**TASK ITEM**: Every entry in the following data should be output exactly.

**RECORDS FOR THE EXERCISE**:
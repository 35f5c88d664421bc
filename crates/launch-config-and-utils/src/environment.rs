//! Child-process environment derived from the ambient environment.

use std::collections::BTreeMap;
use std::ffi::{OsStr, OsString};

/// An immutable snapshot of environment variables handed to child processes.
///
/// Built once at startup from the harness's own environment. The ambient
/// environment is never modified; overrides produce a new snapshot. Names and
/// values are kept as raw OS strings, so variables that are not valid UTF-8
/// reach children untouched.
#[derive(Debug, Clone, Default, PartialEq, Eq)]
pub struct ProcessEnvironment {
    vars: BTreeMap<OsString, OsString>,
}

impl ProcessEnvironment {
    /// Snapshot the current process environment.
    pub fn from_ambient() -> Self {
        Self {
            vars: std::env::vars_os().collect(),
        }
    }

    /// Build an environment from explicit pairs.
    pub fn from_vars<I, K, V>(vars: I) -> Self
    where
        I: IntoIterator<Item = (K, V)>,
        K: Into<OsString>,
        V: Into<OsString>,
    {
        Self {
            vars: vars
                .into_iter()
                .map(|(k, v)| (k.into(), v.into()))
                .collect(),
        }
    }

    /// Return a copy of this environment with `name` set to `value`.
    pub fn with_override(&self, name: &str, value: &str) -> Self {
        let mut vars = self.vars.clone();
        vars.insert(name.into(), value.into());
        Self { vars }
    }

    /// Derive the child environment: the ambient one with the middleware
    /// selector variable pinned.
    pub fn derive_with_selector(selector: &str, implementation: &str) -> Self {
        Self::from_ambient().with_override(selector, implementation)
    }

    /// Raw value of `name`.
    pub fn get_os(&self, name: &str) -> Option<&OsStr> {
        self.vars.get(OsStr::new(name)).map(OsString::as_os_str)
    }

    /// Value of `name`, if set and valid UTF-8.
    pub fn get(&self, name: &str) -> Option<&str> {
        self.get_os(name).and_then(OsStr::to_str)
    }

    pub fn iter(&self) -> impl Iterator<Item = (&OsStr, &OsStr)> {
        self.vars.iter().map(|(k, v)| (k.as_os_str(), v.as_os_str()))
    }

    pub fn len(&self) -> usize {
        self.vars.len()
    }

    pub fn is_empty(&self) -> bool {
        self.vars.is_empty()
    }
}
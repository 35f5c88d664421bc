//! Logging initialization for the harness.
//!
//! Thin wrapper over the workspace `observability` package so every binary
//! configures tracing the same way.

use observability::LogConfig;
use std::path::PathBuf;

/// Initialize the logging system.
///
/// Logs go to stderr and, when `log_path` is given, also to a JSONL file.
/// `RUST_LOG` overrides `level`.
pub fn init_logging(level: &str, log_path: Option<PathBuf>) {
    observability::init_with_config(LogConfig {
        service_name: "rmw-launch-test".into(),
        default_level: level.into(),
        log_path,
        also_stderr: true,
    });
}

**ANSWER TO THE EXERCISE**:
repository 35f5c88d664421bc
filename crates/launch-config-and-utils/src/environment.rs
//! Child-process environment derived from the ambient environment.

use std::collections::BTreeMap;
use std::ffi::{OsStr, OsString};

/// An immutable snapshot of environment variables handed to child processes.
///
/// Built once at startup from the harness's own environment. The ambient
/// environment is never modified; overrides produce a new snapshot. Names and
/// values are kept as raw OS strings, so variables that are not valid UTF-8
/// reach children untouched.
#[derive(Debug, Clone, Default, PartialEq, Eq)]
pub struct ProcessEnvironment {
    vars: BTreeMap<OsString, OsString>,
}

impl ProcessEnvironment {
    /// Snapshot the current process environment.
    pub fn from_ambient() -> Self {
        Self {
            vars: std::env::vars_os().collect(),
        }
    }

    /// Build an environment from explicit pairs.
    pub fn from_vars<I, K, V>(vars: I) -> Self
    where
        I: IntoIterator<Item = (K, V)>,
        K: Into<OsString>,
        V: Into<OsString>,
    {
        Self {
            vars: vars
                .into_iter()
                .map(|(k, v)| (k.into(), v.into()))
                .collect(),
        }
    }

    /// Return a copy of this environment with `name` set to `value`.
    pub fn with_override(&self, name: &str, value: &str) -> Self {
        let mut vars = self.vars.clone();
        vars.insert(name.into(), value.into());
        Self { vars }
    }

    /// Derive the child environment: the ambient one with the middleware
    /// selector variable pinned.
    pub fn derive_with_selector(selector: &str, implementation: &str) -> Self {
        Self::from_ambient().with_override(selector, implementation)
    }

    /// Raw value of `name`.
    pub fn get_os(&self, name: &str) -> Option<&OsStr> {
        self.vars.get(OsStr::new(name)).map(OsString::as_os_str)
    }

    /// Value of `name`, if set and valid UTF-8.
    pub fn get(&self, name: &str) -> Option<&str> {
        self.get_os(name).and_then(OsStr::to_str)
    }

    pub fn iter(&self) -> impl Iterator<Item = (&OsStr, &OsStr)> {
        self.vars.iter().map(|(k, v)| (k.as_os_str(), v.as_os_str()))
    }

    pub fn len(&self) -> usize {
        self.vars.len()
    }

    pub fn is_empty(&self) -> bool {
        self.vars.is_empty()
    }
}
repository 35f5c88d664421bc
//! Logging initialization for the harness.
//!
//! Thin wrapper over the workspace `observability` package so every binary
//! configures tracing the same way.

use observability::LogConfig;
use std::path::PathBuf;

/// Initialize the logging system.
///
/// Logs go to stderr and, when `log_path` is given, also to a JSONL file.
/// `RUST_LOG` overrides `level`.
pub fn init_logging(level: &str, log_path: Option<PathBuf>) {
    observability::init_with_config(LogConfig {
        service_name: "rmw-launch-test".into(),
        default_level: level.into(),
        log_path,
        also_stderr: true,
    });
}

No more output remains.